The pilot studies also show an improvement in a short time for those that were already in receipt confirming the biais removal is positive

Jim said...

Lib Dems in saying one thing in one place and saying the exact opposite somewhere else shocker!!!!

Anonymous said...

*IT's our policy*

(despite it being labors, and lib dems opposing it in the past)

Denny said...

Perhaps this could be seen as a good opportunity for (any) government to start considering what other benefits might offer similar indirect improvements to society in general if they were made universal.

Some of the savings currently being found make me think of the old joke about 'the operation was a success, but the patient died'.

Denny said...

"But the reason that this needs to be universal is to remove the stigma of free school meals being made available just for poor families."

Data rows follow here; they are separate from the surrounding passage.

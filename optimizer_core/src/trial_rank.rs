//! Trial rank bonuses - flat percentage bonuses granted by the player's trial rank

use crate::types::TrialStat;
use serde::{Deserialize, Serialize};
use std::collections::HashMap;
use std::fmt;

/// Trial rank bracket, ordered from lowest to highest
#[derive(Debug, Clone, Copy, PartialEq, Eq, PartialOrd, Ord, Hash, Default, Serialize, Deserialize)]
pub enum TrialRank {
    #[default]
    #[serde(rename = "Lv. 0–14")]
    Lv0To14,
    #[serde(rename = "Lv. 15–19")]
    Lv15To19,
    #[serde(rename = "Lv. 20–24")]
    Lv20To24,
    #[serde(rename = "Lv. 25–29")]
    Lv25To29,
    #[serde(rename = "Lv. 30–34")]
    Lv30To34,
    #[serde(rename = "Lv. 35–39")]
    Lv35To39,
    #[serde(rename = "Lv. 40–44")]
    Lv40To44,
    #[serde(rename = "Lv. 45–49")]
    Lv45To49,
    #[serde(rename = "Lv. 50–54")]
    Lv50To54,
    #[serde(rename = "Lv. 55–59")]
    Lv55To59,
    #[serde(rename = "Lv. 60–61")]
    Lv60To61,
    #[serde(rename = "Lv. 62–63")]
    Lv62To63,
    #[serde(rename = "Lv. 64")]
    Lv64,
    #[serde(rename = "Lv. 65")]
    Lv65,
}

const SHIELD_ONLY_10: &[(TrialStat, f64)] = &[(TrialStat::Shield, 10.0)];
const SHIELD_ONLY_15: &[(TrialStat, f64)] = &[(TrialStat::Shield, 15.0)];
const SHIELD_DEF_20: &[(TrialStat, f64)] = &[(TrialStat::Shield, 20.0), (TrialStat::Def, 20.0)];
const SHIELD_DEF_25: &[(TrialStat, f64)] = &[(TrialStat::Shield, 25.0), (TrialStat::Def, 25.0)];
const SHIELD_DEF_HP_30: &[(TrialStat, f64)] = &[
    (TrialStat::Shield, 30.0),
    (TrialStat::Def, 30.0),
    (TrialStat::Hp, 30.0),
];
const SHIELD_DEF_HP_40: &[(TrialStat, f64)] = &[
    (TrialStat::Shield, 40.0),
    (TrialStat::Def, 40.0),
    (TrialStat::Hp, 40.0),
];

macro_rules! all_four {
    ($name:ident, $value:expr) => {
        const $name: &[(TrialStat, f64)] = &[
            (TrialStat::Shield, $value),
            (TrialStat::Def, $value),
            (TrialStat::Hp, $value),
            (TrialStat::Atk, $value),
        ];
    };
}

all_four!(ALL_50, 50.0);
all_four!(ALL_75, 75.0);
all_four!(ALL_100, 100.0);
all_four!(ALL_150, 150.0);
all_four!(ALL_200, 200.0);
all_four!(ALL_250, 250.0);
all_four!(ALL_300, 300.0);

impl TrialRank {
    /// Get all ranks in ascending order
    pub fn all() -> &'static [TrialRank] {
        &[
            TrialRank::Lv0To14,
            TrialRank::Lv15To19,
            TrialRank::Lv20To24,
            TrialRank::Lv25To29,
            TrialRank::Lv30To34,
            TrialRank::Lv35To39,
            TrialRank::Lv40To44,
            TrialRank::Lv45To49,
            TrialRank::Lv50To54,
            TrialRank::Lv55To59,
            TrialRank::Lv60To61,
            TrialRank::Lv62To63,
            TrialRank::Lv64,
            TrialRank::Lv65,
        ]
    }

    /// Bracket label as shown in the rank selector
    pub fn label(&self) -> &'static str {
        match self {
            TrialRank::Lv0To14 => "Lv. 0–14",
            TrialRank::Lv15To19 => "Lv. 15–19",
            TrialRank::Lv20To24 => "Lv. 20–24",
            TrialRank::Lv25To29 => "Lv. 25–29",
            TrialRank::Lv30To34 => "Lv. 30–34",
            TrialRank::Lv35To39 => "Lv. 35–39",
            TrialRank::Lv40To44 => "Lv. 40–44",
            TrialRank::Lv45To49 => "Lv. 45–49",
            TrialRank::Lv50To54 => "Lv. 50–54",
            TrialRank::Lv55To59 => "Lv. 55–59",
            TrialRank::Lv60To61 => "Lv. 60–61",
            TrialRank::Lv62To63 => "Lv. 62–63",
            TrialRank::Lv64 => "Lv. 64",
            TrialRank::Lv65 => "Lv. 65",
        }
    }

    /// Bonuses granted at this rank, in table order
    pub fn bonuses(&self) -> &'static [(TrialStat, f64)] {
        match self {
            TrialRank::Lv0To14 => &[],
            TrialRank::Lv15To19 => SHIELD_ONLY_10,
            TrialRank::Lv20To24 => SHIELD_ONLY_15,
            TrialRank::Lv25To29 => SHIELD_DEF_20,
            TrialRank::Lv30To34 => SHIELD_DEF_25,
            TrialRank::Lv35To39 => SHIELD_DEF_HP_30,
            TrialRank::Lv40To44 => SHIELD_DEF_HP_40,
            TrialRank::Lv45To49 => ALL_50,
            TrialRank::Lv50To54 => ALL_75,
            TrialRank::Lv55To59 => ALL_100,
            TrialRank::Lv60To61 => ALL_150,
            TrialRank::Lv62To63 => ALL_200,
            TrialRank::Lv64 => ALL_250,
            TrialRank::Lv65 => ALL_300,
        }
    }

    /// Find a rank by its bracket label
    pub fn from_label(label: &str) -> Option<TrialRank> {
        TrialRank::all().iter().copied().find(|r| r.label() == label)
    }

    /// Flatten this rank's bonuses into a lookup map
    pub fn bonus_map(&self) -> TrialBonusMap {
        let mut map = TrialBonusMap::default();
        for (stat, value) in self.bonuses() {
            map.insert(stat.label(), *value);
        }
        map
    }

    /// Next rank up, wrapping to the lowest
    pub fn next(&self) -> TrialRank {
        let ranks = TrialRank::all();
        let idx = ranks.iter().position(|r| r == self).unwrap_or(0);
        ranks[(idx + 1) % ranks.len()]
    }

    /// Next rank down, wrapping to the highest
    pub fn prev(&self) -> TrialRank {
        let ranks = TrialRank::all();
        let idx = ranks.iter().position(|r| r == self).unwrap_or(0);
        ranks[(idx + ranks.len() - 1) % ranks.len()]
    }
}

impl fmt::Display for TrialRank {
    fn fmt(&self, f: &mut fmt::Formatter<'_>) -> fmt::Result {
        f.write_str(self.label())
    }
}

/// Flat trial bonus lookup keyed by lower-cased stat label
///
/// Lookups are case-insensitive; absent stats give 0.
#[derive(Debug, Clone, Default, PartialEq, Serialize, Deserialize)]
pub struct TrialBonusMap {
    values: HashMap<String, f64>,
}

impl TrialBonusMap {
    /// Set a bonus, overwriting any previous value for the same label
    pub fn insert(&mut self, label: &str, value: f64) {
        self.values.insert(label.to_lowercase(), value);
    }

    /// Bonus percentage for a stat label
    pub fn get(&self, label: &str) -> f64 {
        self.values
            .get(&label.to_lowercase())
            .copied()
            .unwrap_or(0.0)
    }

    /// Bonus percentage for a trial stat
    pub fn stat(&self, stat: TrialStat) -> f64 {
        self.get(stat.label())
    }

    pub fn is_empty(&self) -> bool {
        self.values.is_empty()
    }

    pub fn len(&self) -> usize {
        self.values.len()
    }
}

/// Resolve a rank label into its flat bonus map
///
/// An unknown label behaves like the zero-bonus rank.
pub fn trial_bonus_map(label: &str) -> TrialBonusMap {
    match TrialRank::from_label(label) {
        Some(rank) => rank.bonus_map(),
        None => {
            tracing::warn!(label, "unknown trial rank label, using no bonus");
            TrialBonusMap::default()
        }
    }
}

Extrapolates nicely to a universal basic income replacing income support /jobseeker's allowance, doesn't it.

SimonF said...

It includes Frank Lampard's 5 year old daughter as Nick Ferrari pointed out to Nick Clegg on LBC this morning.


That is the position of the green eyed and economically stupid and the response response should be, so what? (yes I know that Nick Ferrari is only posing the question and doesn't necessarily hold that view.

According to some estimates Lampard earns around £10m per annum including endorsements. If he pays 40% of that in tax and NI that's £4m. Ok, he probably pays in to pension funds etc but however much he reduces it it will be a big number.

Lets say school meals are £2.50 and there's 180 days. That's £450 per year, top end, Lampard has surely paid enough?

Then what happens if he says tomorrow he's retiring and doesn't earn another penny? His son qualifies despite him having a net worth of probably over £50m. Or are we also going to introduce a net worth threshold as well?

Finally, as Timmy points out here, http://www.adamsmith.org/blog/regulation-industry/perhaps-government-regulation-isnt-the-way-to-go-then, regulation always costs money. I'm betting that the cost of setting up the bureaucracy to punish the likes of Lampard will be more that the £450 per pupils it saves.

Stick to your guns and don't let the green eyed left make you change your minds about universality.